Sunday, August 3, 2014

Books on a plane

Book: The Ocean at the End of the Lane
Author: Neil Gaiman
Published: 2013 (HarperCollins)
Pages: 178

I turned off my "let's not buy stuff and make ourselves poor" switch when I went to visit my friend for the most American 4th of July ever in Austin, and boy was it ever worth it.

I started at the Columbia airport newstand when it had this book and Night Film (saving that for the very end of my "you're home now and not allowed to spend money until your gas tank coughs and your fridge is dying of starvation" mode) and the Thomas Wolfe in my carry-on was getting ponderous. (More on that soonish!)

And of course it was worth it. So worth it. Neil Gaiman has such a deft touch of the magical that if I don't watch out he will convert me to high fantasy without me even noticing.
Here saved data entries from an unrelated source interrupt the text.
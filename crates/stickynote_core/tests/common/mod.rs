#![allow(dead_code)]

use async_trait::async_trait;
use std::collections::HashMap;
use std::future::Future;
use std::sync::{Arc, Mutex};
use std::time::Duration;
use stickynote_core::{
    FeedListener, FeedSlot, GatewayError, GatewayResult, Note, NoteDraft, NoteGateway, NoteId,
    NoteRepository, StoreConfig, Subscription,
};
use tokio::sync::Semaphore;

pub fn test_config() -> StoreConfig {
    let env = HashMap::from([
        ("STICKYNOTE_API_KEY", "test-key"),
        ("STICKYNOTE_AUTH_DOMAIN", "board.test"),
        ("STICKYNOTE_PROJECT_ID", "board-test"),
        ("STICKYNOTE_STORAGE_BUCKET", "board-test.bucket"),
        ("STICKYNOTE_MESSAGING_SENDER_ID", "42"),
        ("STICKYNOTE_APP_ID", "1:42:web:test"),
    ]);
    StoreConfig::from_lookup(|key| env.get(key).map(|value| value.to_string()))
        .expect("test config should load")
}

/// Awaits `future` or panics after a few seconds.
pub async fn within<T>(future: impl Future<Output = T>) -> T {
    tokio::time::timeout(Duration::from_secs(5), future)
        .await
        .expect("operation timed out")
}

/// Applies feed updates until `done` holds for the repository.
pub async fn wait_for_feed<G, F>(repo: &mut NoteRepository<G>, done: F)
where
    G: NoteGateway + 'static,
    F: Fn(&[Note]) -> bool,
{
    within(async {
        while !done(repo.notes()) {
            repo.next_feed_update()
                .await
                .expect("feed ended before condition held");
        }
    })
    .await;
}

#[derive(Default)]
struct ScriptState {
    notes: Vec<Note>,
    next_id: u64,
    fail_create: bool,
    fail_read: bool,
    fail_update: bool,
    fail_delete: bool,
    position_calls: Vec<(NoteId, f64, f64)>,
    delete_calls: Vec<NoteId>,
    feeds: Vec<FeedSlot>,
    position_gate: Option<Arc<Semaphore>>,
}

/// In-memory gateway with scripted failures and a manually driven feed.
#[derive(Default)]
pub struct ScriptedGateway {
    state: Mutex<ScriptState>,
}

impl ScriptedGateway {
    pub fn new() -> Arc<Self> {
        Arc::new(Self::default())
    }

    pub fn with_notes(notes: Vec<Note>) -> Arc<Self> {
        let gateway = Self::default();
        gateway.state.lock().unwrap().notes = notes;
        Arc::new(gateway)
    }

    pub fn fail_create(&self, fail: bool) {
        self.state.lock().unwrap().fail_create = fail;
    }

    pub fn fail_read(&self, fail: bool) {
        self.state.lock().unwrap().fail_read = fail;
    }

    pub fn fail_update(&self, fail: bool) {
        self.state.lock().unwrap().fail_update = fail;
    }

    pub fn fail_delete(&self, fail: bool) {
        self.state.lock().unwrap().fail_delete = fail;
    }

    /// Holds every position write until permits are added to the gate.
    pub fn gate_position_writes(&self) -> Arc<Semaphore> {
        let gate = Arc::new(Semaphore::new(0));
        self.state.lock().unwrap().position_gate = Some(Arc::clone(&gate));
        gate
    }

    pub fn stored(&self) -> Vec<Note> {
        self.state.lock().unwrap().notes.clone()
    }

    pub fn position_calls(&self) -> Vec<(NoteId, f64, f64)> {
        self.state.lock().unwrap().position_calls.clone()
    }

    pub fn delete_calls(&self) -> Vec<NoteId> {
        self.state.lock().unwrap().delete_calls.clone()
    }

    pub fn open_feeds(&self) -> usize {
        self.state
            .lock()
            .unwrap()
            .feeds
            .iter()
            .filter(|slot| !slot.is_cancelled())
            .count()
    }

    /// Delivers the current stored collection to every open feed.
    pub fn push_snapshot(&self) -> usize {
        let notes = self.stored();
        self.deliver(notes)
    }

    /// Delivers an arbitrary snapshot to every open feed.
    pub fn deliver(&self, notes: Vec<Note>) -> usize {
        self.slots()
            .iter()
            .filter(|slot| slot.deliver(notes.clone()))
            .count()
    }

    pub fn report_error(&self, message: &str) -> usize {
        self.slots()
            .iter()
            .filter(|slot| slot.report(GatewayError::Remote(message.to_string())))
            .count()
    }

    fn slots(&self) -> Vec<FeedSlot> {
        self.state.lock().unwrap().feeds.clone()
    }
}

#[async_trait]
impl NoteGateway for ScriptedGateway {
    async fn create(&self, draft: NoteDraft) -> GatewayResult<Note> {
        let mut state = self.state.lock().unwrap();
        if state.fail_create {
            return Err(GatewayError::Remote("permission denied".to_string()));
        }
        state.next_id += 1;
        let note = draft
            .to_document()
            .into_note(NoteId::new(format!("doc-{}", state.next_id)));
        state.notes.push(note.clone());
        Ok(note)
    }

    async fn read_all(&self) -> GatewayResult<Vec<Note>> {
        let state = self.state.lock().unwrap();
        if state.fail_read {
            return Err(GatewayError::Remote("network unreachable".to_string()));
        }
        Ok(state.notes.clone())
    }

    fn subscribe(&self, listener: FeedListener) -> GatewayResult<Subscription> {
        let (subscription, slot) = Subscription::open(listener);
        let initial = {
            let mut state = self.state.lock().unwrap();
            state.feeds.push(slot.clone());
            state.notes.clone()
        };
        slot.deliver(initial);
        Ok(subscription)
    }

    async fn update_position(&self, id: &NoteId, x: f64, y: f64) -> GatewayResult<()> {
        let gate = self.state.lock().unwrap().position_gate.clone();
        if let Some(gate) = gate {
            gate.acquire().await.expect("gate closed").forget();
        }

        let mut state = self.state.lock().unwrap();
        state.position_calls.push((id.clone(), x, y));
        if state.fail_update {
            return Err(GatewayError::Remote("write rejected".to_string()));
        }
        match state.notes.iter_mut().find(|note| &note.id == id) {
            Some(note) => {
                note.x = x;
                note.y = y;
                Ok(())
            }
            None => Err(GatewayError::NotFound(id.clone())),
        }
    }

    async fn delete(&self, id: &NoteId) -> GatewayResult<()> {
        let mut state = self.state.lock().unwrap();
        state.delete_calls.push(id.clone());
        if state.fail_delete {
            return Err(GatewayError::Remote("delete rejected".to_string()));
        }
        state.notes.retain(|note| &note.id != id);
        Ok(())
    }
}
//! Command-line definitions.

use clap::{Parser, Subcommand};
use std::path::PathBuf;

#[derive(Parser, Debug)]
#[command(name = "stickynote")]
#[command(about = "Sticky-note board synced with a document store", long_about = None)]
#[command(version)]
pub struct Cli {
    /// Log level (trace, debug, info, warn, error)
    #[arg(long, global = true)]
    pub log_level: Option<String>,

    /// Directory for rolling log files (default: <data dir>/logs)
    #[arg(long, global = true)]
    pub log_dir: Option<PathBuf>,

    #[command(subcommand)]
    pub command: Commands,
}

#[derive(Subcommand, Debug)]
pub enum Commands {
    /// Add a note
    Add {
        /// Note text
        text: String,

        /// Initial horizontal position
        #[arg(long, requires = "y", allow_negative_numbers = true)]
        x: Option<f64>,

        /// Initial vertical position
        #[arg(long, requires = "x", allow_negative_numbers = true)]
        y: Option<f64>,
    },

    /// Print every note once
    List,

    /// Drag a note by a displacement
    #[command(name = "move")]
    Move {
        /// Note id as shown by `list`
        id: String,

        #[arg(allow_negative_numbers = true)]
        dx: f64,

        #[arg(allow_negative_numbers = true)]
        dy: f64,
    },

    /// Delete a note
    Delete {
        /// Note id as shown by `list`
        id: String,
    },

    /// Re-render the board on every remote change until Ctrl-C
    Watch,
}
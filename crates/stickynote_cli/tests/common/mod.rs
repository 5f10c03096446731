use assert_cmd::Command;
use std::path::Path;

const VARS: [(&str, &str); 6] = [
    ("STICKYNOTE_API_KEY", "test-key"),
    ("STICKYNOTE_AUTH_DOMAIN", "board.test"),
    ("STICKYNOTE_PROJECT_ID", "board-cli"),
    ("STICKYNOTE_STORAGE_BUCKET", "board-cli.bucket"),
    ("STICKYNOTE_MESSAGING_SENDER_ID", "42"),
    ("STICKYNOTE_APP_ID", "1:42:web:cli"),
];

/// Binary with every store variable removed from the environment.
pub fn bare_cmd() -> Command {
    let mut cmd = Command::cargo_bin("stickynote").unwrap();
    for (key, _) in VARS {
        cmd.env_remove(key);
    }
    cmd.env_remove("STICKYNOTE_DATA_DIR");
    cmd
}

/// Binary configured against a database under `data_dir`.
pub fn board_cmd(data_dir: &Path) -> Command {
    let mut cmd = bare_cmd();
    for (key, value) in VARS {
        cmd.env(key, value);
    }
    cmd.env("STICKYNOTE_DATA_DIR", data_dir);
    cmd.arg("--log-level").arg("warn");
    cmd
}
But the thing I like most about him is that he could totally do that but he doesn't want to, he just wants to show the alternate versions of reality where magic just makes real life more interesting, easier, and way more difficult all at the same time.



We meet this guy going back to his home farmtown for a funeral, and he's drawn to the next door lady neighbors who have a pond in back that their girl used to call an ocean. Flashback - done well as a fall into one long whole story - into when the boy was seven and the girl was eleven and one time he accompanied her on what turned out to be a supernatural errand to banish this oogy force from the land because it wanted to give people what they want but in terrible ways, and then there were also Things flying around taking bites out of the world to leave spots of nothing gaping voids.

On this errand, the boy lets go of the girl's hand, and that lets the oogy force get into him and then manifest as a housekeeper who steals the hearts of his family and breaks it apart and makes his dad almost kill him before the boy can team up with the ladies and banish it forever. The ocean's this spot of healing that they dunk him in, and the girl hurls herself in front of the boy to save him and then she's dipped into the ocean and goes into a deep coma. Nobody knows when she'll wake up, and of course it shakes him for life but as soon as his family moves away his memory gets dim and stores it in this lidded unconsciousness of childhood until he's reminded about it all at once when he comes home again.

It's a slender book packing a lot of big questions about memory, childhood, getting what you want, friendship, magic, and how it all knits together slantwise at a certain impressionable time of your life. I loved it, and I'm a book closer to a section my shelves being The Neil Gaiman One-Man Show Spectacular.

Other book finds: FINALLY replaced Consider the Lobster and FINALLY bought Infinite Jest. You people WILL know why I like David Foster Wallace so much even if you take nothing else away from this blog.